GOAL OF THE EXERCISE> What lines below include the word "identity"? Copy each one.

DATASET CONTENT>
--- START ---
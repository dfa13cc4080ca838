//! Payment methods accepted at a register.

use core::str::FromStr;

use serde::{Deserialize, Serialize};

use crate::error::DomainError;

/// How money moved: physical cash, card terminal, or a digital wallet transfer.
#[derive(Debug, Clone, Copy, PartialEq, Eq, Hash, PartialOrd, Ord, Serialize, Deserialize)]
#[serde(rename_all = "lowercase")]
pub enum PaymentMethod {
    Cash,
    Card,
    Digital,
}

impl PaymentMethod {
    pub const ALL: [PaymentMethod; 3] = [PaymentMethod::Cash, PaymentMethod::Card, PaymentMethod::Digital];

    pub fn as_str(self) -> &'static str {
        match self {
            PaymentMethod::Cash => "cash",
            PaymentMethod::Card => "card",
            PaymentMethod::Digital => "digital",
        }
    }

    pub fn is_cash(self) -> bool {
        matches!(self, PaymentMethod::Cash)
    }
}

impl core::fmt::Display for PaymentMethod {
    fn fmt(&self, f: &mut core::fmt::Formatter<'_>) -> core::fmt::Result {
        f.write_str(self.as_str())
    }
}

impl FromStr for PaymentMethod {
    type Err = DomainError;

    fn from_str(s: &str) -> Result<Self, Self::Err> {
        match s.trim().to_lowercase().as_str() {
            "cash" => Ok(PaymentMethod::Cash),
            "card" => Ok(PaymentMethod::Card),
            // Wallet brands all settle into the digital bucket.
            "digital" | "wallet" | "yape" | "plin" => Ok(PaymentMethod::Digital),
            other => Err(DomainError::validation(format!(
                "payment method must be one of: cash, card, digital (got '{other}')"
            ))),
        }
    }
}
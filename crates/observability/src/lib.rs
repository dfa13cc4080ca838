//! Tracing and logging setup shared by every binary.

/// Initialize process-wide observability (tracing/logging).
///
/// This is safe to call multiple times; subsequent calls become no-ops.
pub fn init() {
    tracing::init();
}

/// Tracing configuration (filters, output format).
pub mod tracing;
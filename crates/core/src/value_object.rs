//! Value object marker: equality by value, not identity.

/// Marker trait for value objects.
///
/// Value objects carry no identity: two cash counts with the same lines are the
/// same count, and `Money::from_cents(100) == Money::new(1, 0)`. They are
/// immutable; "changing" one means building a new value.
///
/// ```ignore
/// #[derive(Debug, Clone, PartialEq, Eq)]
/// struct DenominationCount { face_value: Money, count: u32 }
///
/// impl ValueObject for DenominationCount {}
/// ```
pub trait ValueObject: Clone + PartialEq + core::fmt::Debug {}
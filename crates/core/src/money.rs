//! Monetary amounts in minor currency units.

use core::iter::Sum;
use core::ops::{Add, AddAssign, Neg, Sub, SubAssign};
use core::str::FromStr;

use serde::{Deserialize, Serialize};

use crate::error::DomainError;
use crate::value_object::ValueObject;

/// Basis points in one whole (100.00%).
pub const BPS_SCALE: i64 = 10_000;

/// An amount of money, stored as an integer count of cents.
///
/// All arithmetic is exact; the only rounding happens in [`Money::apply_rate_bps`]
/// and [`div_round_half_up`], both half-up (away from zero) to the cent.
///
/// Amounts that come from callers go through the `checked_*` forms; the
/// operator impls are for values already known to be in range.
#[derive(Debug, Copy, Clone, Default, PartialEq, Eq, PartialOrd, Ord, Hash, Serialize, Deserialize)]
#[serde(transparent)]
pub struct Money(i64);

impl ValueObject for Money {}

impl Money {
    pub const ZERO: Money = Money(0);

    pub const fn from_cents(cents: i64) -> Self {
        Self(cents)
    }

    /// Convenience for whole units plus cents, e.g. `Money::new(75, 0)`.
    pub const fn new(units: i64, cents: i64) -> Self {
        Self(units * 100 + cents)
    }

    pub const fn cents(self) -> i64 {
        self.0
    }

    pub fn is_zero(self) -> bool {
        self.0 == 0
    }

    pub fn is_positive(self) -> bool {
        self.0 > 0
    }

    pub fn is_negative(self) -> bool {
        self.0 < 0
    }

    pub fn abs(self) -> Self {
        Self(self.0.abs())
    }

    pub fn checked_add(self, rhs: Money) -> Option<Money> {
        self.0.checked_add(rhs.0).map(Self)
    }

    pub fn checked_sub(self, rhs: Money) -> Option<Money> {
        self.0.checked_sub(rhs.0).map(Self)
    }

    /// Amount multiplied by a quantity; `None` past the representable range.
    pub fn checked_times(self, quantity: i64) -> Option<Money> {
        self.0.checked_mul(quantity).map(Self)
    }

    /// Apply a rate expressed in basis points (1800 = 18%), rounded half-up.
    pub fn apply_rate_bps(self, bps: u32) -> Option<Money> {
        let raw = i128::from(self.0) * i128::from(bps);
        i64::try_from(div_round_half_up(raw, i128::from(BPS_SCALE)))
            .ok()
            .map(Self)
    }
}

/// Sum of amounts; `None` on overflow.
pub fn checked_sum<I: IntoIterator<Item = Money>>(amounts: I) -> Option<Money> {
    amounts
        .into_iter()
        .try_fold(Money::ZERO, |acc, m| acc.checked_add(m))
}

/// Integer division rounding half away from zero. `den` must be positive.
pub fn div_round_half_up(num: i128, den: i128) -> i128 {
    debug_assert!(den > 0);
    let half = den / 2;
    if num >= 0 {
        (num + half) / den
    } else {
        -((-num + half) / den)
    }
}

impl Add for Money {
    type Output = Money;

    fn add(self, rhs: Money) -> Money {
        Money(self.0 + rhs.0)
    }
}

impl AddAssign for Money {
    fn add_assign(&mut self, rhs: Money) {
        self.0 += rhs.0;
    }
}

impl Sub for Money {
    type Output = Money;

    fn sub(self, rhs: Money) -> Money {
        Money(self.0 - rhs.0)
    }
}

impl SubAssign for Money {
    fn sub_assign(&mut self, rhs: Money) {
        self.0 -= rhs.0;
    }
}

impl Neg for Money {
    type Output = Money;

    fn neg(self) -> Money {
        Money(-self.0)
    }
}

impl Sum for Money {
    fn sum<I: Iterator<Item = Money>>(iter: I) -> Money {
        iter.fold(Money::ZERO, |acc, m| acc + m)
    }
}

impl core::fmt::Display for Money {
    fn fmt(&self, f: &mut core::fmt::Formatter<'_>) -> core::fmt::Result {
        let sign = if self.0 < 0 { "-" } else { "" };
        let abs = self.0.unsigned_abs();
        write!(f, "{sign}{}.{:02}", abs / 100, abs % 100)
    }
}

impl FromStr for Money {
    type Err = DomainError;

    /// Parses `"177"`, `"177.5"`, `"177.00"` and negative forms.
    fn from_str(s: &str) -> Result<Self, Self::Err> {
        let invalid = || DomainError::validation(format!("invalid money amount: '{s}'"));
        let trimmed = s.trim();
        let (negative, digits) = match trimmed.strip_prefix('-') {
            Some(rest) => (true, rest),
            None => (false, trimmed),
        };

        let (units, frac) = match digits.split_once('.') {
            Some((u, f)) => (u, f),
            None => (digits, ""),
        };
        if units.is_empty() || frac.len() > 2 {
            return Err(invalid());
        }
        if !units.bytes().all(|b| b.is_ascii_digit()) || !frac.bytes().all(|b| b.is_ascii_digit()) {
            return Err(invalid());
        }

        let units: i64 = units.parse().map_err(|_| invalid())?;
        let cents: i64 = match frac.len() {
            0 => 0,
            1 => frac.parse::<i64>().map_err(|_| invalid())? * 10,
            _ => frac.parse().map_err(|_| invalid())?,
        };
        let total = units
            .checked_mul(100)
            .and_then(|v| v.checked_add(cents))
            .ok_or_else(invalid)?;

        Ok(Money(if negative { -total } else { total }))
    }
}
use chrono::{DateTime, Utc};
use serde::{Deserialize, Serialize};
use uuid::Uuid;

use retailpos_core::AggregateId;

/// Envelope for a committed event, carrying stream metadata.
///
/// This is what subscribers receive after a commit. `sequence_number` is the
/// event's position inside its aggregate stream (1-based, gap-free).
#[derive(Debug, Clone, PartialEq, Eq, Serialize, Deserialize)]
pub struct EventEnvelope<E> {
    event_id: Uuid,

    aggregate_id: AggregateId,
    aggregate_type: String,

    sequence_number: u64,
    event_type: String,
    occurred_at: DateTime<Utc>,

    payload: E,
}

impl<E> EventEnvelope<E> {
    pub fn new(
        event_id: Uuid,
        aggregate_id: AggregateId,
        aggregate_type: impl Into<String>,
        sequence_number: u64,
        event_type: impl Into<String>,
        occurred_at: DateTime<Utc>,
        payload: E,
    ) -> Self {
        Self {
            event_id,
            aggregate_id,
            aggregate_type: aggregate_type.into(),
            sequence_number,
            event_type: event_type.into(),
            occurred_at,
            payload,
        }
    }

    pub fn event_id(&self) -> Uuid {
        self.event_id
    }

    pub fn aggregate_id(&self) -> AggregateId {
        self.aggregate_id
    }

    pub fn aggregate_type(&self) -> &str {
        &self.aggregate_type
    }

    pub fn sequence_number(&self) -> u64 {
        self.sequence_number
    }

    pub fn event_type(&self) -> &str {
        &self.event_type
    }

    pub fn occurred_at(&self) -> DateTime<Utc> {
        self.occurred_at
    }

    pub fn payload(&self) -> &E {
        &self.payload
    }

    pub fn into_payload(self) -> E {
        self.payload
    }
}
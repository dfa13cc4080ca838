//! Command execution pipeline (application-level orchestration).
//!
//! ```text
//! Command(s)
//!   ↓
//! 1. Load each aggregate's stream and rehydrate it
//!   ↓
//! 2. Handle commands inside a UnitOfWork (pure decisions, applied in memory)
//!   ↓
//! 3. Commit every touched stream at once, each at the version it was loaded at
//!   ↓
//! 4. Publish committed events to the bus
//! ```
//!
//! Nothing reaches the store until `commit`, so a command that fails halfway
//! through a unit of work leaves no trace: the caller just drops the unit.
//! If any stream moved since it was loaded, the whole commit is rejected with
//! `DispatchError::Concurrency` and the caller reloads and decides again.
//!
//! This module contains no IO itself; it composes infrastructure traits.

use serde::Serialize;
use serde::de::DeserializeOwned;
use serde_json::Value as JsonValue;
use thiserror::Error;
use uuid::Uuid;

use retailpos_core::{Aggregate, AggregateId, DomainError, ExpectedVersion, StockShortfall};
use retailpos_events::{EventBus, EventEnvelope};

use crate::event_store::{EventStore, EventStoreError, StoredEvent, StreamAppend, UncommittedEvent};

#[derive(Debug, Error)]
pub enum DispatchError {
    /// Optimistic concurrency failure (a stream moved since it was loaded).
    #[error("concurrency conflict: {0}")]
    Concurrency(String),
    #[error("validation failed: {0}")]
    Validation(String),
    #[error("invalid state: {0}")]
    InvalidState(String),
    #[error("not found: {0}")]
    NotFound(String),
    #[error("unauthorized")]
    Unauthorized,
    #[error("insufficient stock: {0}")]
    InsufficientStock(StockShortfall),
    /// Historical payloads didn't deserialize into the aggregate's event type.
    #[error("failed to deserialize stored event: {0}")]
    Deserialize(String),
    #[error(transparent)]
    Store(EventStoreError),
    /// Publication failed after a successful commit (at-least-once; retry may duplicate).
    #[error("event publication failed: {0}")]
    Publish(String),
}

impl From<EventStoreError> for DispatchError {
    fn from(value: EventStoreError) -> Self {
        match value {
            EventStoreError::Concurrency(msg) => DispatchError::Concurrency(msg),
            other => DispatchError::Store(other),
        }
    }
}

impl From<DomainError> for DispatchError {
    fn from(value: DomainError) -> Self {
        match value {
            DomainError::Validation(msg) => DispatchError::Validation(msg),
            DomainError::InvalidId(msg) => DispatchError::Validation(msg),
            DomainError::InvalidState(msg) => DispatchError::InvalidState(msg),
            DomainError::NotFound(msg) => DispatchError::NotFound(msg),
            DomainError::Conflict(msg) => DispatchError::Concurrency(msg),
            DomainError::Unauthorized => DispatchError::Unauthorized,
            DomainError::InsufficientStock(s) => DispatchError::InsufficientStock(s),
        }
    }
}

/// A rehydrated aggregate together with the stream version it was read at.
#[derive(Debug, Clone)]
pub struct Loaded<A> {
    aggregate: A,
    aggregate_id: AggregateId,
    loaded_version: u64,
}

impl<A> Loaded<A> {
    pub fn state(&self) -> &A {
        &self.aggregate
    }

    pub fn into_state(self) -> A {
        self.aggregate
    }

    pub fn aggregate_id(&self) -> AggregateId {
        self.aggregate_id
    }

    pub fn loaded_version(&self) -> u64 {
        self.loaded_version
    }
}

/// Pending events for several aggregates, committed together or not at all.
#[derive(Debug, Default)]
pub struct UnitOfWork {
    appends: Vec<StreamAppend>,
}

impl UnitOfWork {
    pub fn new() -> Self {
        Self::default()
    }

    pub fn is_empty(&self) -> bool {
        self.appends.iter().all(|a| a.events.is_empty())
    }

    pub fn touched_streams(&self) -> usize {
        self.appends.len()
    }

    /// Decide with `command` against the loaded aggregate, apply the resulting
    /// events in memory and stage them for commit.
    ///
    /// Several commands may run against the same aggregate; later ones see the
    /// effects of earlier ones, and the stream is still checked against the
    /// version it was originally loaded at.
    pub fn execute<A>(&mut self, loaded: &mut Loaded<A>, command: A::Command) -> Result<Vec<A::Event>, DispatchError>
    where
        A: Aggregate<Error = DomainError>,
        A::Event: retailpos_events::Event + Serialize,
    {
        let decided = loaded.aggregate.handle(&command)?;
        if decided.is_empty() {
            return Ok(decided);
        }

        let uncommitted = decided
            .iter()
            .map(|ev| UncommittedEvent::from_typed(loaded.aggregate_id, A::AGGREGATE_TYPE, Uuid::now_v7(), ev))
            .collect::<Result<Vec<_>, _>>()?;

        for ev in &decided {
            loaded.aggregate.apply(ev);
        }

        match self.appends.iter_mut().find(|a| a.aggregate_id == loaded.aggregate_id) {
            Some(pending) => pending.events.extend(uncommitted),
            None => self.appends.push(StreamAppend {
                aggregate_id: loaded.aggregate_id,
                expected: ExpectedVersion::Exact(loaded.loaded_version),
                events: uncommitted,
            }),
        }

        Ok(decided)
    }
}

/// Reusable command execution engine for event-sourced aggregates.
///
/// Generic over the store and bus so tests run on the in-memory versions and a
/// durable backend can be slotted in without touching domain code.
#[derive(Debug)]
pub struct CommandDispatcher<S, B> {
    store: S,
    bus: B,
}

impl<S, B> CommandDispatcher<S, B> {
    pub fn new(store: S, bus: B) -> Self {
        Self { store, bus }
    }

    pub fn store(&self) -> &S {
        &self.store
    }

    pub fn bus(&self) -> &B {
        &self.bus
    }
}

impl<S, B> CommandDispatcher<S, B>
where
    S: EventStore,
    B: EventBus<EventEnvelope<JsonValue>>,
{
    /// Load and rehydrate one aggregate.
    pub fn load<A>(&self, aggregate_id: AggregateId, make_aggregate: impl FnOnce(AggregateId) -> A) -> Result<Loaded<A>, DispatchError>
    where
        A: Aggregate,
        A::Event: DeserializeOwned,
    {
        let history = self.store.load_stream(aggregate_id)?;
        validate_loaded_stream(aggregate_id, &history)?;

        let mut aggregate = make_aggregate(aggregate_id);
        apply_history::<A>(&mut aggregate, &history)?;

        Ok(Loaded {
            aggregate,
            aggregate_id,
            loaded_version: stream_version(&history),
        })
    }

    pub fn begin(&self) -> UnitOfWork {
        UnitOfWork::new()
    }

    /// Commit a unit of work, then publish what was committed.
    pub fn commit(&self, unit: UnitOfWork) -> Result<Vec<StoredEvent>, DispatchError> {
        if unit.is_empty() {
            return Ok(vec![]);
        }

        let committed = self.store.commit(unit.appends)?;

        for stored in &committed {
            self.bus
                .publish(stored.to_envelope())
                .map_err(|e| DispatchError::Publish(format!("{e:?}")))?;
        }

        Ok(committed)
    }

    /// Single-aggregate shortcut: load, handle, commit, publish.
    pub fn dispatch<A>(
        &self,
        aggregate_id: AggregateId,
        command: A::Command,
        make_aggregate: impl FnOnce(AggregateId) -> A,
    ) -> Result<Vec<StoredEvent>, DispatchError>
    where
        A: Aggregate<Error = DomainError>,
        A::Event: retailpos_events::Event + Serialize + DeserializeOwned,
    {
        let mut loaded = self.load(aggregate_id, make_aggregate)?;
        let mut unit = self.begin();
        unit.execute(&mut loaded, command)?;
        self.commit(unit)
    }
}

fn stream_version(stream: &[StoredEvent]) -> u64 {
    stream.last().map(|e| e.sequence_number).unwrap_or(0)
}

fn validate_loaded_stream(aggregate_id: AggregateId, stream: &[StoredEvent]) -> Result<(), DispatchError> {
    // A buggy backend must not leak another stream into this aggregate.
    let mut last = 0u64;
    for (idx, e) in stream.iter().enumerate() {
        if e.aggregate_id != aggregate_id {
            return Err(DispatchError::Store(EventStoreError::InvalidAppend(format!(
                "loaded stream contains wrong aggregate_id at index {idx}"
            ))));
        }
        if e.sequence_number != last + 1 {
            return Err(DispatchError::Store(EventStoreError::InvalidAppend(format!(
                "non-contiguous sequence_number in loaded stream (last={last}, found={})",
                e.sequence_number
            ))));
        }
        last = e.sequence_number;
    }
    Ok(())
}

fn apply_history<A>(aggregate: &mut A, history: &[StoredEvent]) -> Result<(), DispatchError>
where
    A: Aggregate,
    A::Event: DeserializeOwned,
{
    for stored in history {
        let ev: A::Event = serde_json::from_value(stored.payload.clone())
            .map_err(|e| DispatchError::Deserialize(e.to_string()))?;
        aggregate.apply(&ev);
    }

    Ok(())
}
--- END ---
RESPONSE BELOW>
//! Value object marker: equality by value, not identity.
/// Value objects carry no identity: two cash counts with the same lines are the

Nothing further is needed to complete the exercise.